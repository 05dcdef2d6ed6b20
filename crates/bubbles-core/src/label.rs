//! Label fitting: pick the largest font and wrap layout that keeps a genre
//! label inside its bubble.
//!
//! Fitting is a pure function of the label text, the bubble radius, its vote
//! count and a [`TextMeasure`], so it is recomputed per body on every frame.

use crate::constants::{
    EARLY_BOOST_CAP, LABEL_FONT_RATIO, LABEL_FONT_VOTE_BOOST, LABEL_HEIGHT_FACTOR,
    LABEL_LINE_GAP_PX, LABEL_MAX_LINES, LABEL_MIN_FONT_PX, LABEL_WIDTH_FACTOR,
};
use glam::Vec2;
use smallvec::{smallvec, SmallVec};

pub type Lines = SmallVec<[String; LABEL_MAX_LINES]>;

/// Text width query, the `measureText` of the rendering surface.
pub trait TextMeasure {
    fn text_width(&self, text: &str, font_px: u32) -> f32;
}

#[derive(Clone, Debug, PartialEq)]
pub struct LabelLayout {
    pub font_px: u32,
    pub lines: Lines,
    /// Set when no font size fit and the raw label is drawn on one line.
    pub overflow: bool,
}

impl LabelLayout {
    #[inline]
    pub fn line_height(&self) -> f32 {
        (self.font_px + LABEL_LINE_GAP_PX) as f32
    }

    #[inline]
    pub fn block_height(&self) -> f32 {
        self.lines.len() as f32 * self.line_height()
    }

    /// Baseline-centre position for each line, block centred on `center`.
    pub fn line_positions(&self, center: Vec2) -> impl Iterator<Item = (&str, Vec2)> + '_ {
        let lh = self.line_height();
        let start_y = center.y - (self.lines.len().saturating_sub(1) as f32 * lh) / 2.0;
        self.lines
            .iter()
            .enumerate()
            .map(move |(i, line)| (line.as_str(), Vec2::new(center.x, start_y + i as f32 * lh)))
    }
}

#[derive(Clone, Copy, Debug, PartialEq)]
pub struct LabelBox {
    pub max_width: f32,
    pub max_height: f32,
}

impl LabelBox {
    pub fn for_radius(radius: f32) -> Self {
        Self {
            max_width: radius * LABEL_WIDTH_FACTOR,
            max_height: radius * LABEL_HEIGHT_FACTOR,
        }
    }
}

/// Largest font tried for a bubble, before the downward search.
#[inline]
pub fn font_upper_bound(radius: f32, votes: u32) -> u32 {
    let boost = LABEL_FONT_VOTE_BOOST * votes.min(EARLY_BOOST_CAP) as f32;
    (radius * LABEL_FONT_RATIO + boost).floor().max(0.0) as u32
}

/// Break a single word into chunks no wider than `max_width`.
///
/// A chunk always holds at least one character, even when that character
/// alone is wider than the budget.
fn hard_split(measure: &impl TextMeasure, word: &str, font_px: u32, max_width: f32) -> Vec<String> {
    let mut out = Vec::new();
    let mut chunk = String::new();
    for ch in word.chars() {
        let mut test = chunk.clone();
        test.push(ch);
        if !chunk.is_empty() && measure.text_width(&test, font_px) > max_width {
            out.push(std::mem::take(&mut chunk));
            chunk.push(ch);
        } else {
            chunk = test;
        }
    }
    if !chunk.is_empty() {
        out.push(chunk);
    }
    out
}

/// Greedy whitespace wrap with hard splitting of over-long words.
pub fn wrap_into_lines(
    measure: &impl TextMeasure,
    text: &str,
    font_px: u32,
    max_width: f32,
) -> Vec<String> {
    let pieces = text
        .split_whitespace()
        .flat_map(|word| hard_split(measure, word, font_px, max_width));

    let mut lines = Vec::new();
    let mut cur = String::new();
    for piece in pieces {
        let test = if cur.is_empty() {
            piece.clone()
        } else {
            format!("{} {}", cur, piece)
        };
        if measure.text_width(&test, font_px) <= max_width {
            cur = test;
        } else {
            if !cur.is_empty() {
                lines.push(std::mem::take(&mut cur));
            }
            cur = piece;
        }
    }
    if !cur.is_empty() {
        lines.push(cur);
    }
    lines
}

pub fn fit_label(measure: &impl TextMeasure, label: &str, radius: f32, votes: u32) -> LabelLayout {
    let bounds = LabelBox::for_radius(radius);
    let upper = font_upper_bound(radius, votes);

    for font_px in (LABEL_MIN_FONT_PX..=upper).rev() {
        let lines = wrap_into_lines(measure, label, font_px, bounds.max_width);
        let block_height = lines.len() as f32 * (font_px + LABEL_LINE_GAP_PX) as f32;
        if lines.len() <= LABEL_MAX_LINES && block_height <= bounds.max_height {
            return LabelLayout {
                font_px,
                lines: lines.into_iter().collect(),
                overflow: false,
            };
        }
    }

    LabelLayout {
        font_px: LABEL_MIN_FONT_PX,
        lines: smallvec![label.to_owned()],
        overflow: true,
    }
}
* * * * *
- **Brief**
Go through the entries above and report each line with the string "when" in it.

- **Answer to the exercise**
    /// Set when no font size fit and the raw label is drawn on one line.
/// A chunk always holds at least one character, even when that character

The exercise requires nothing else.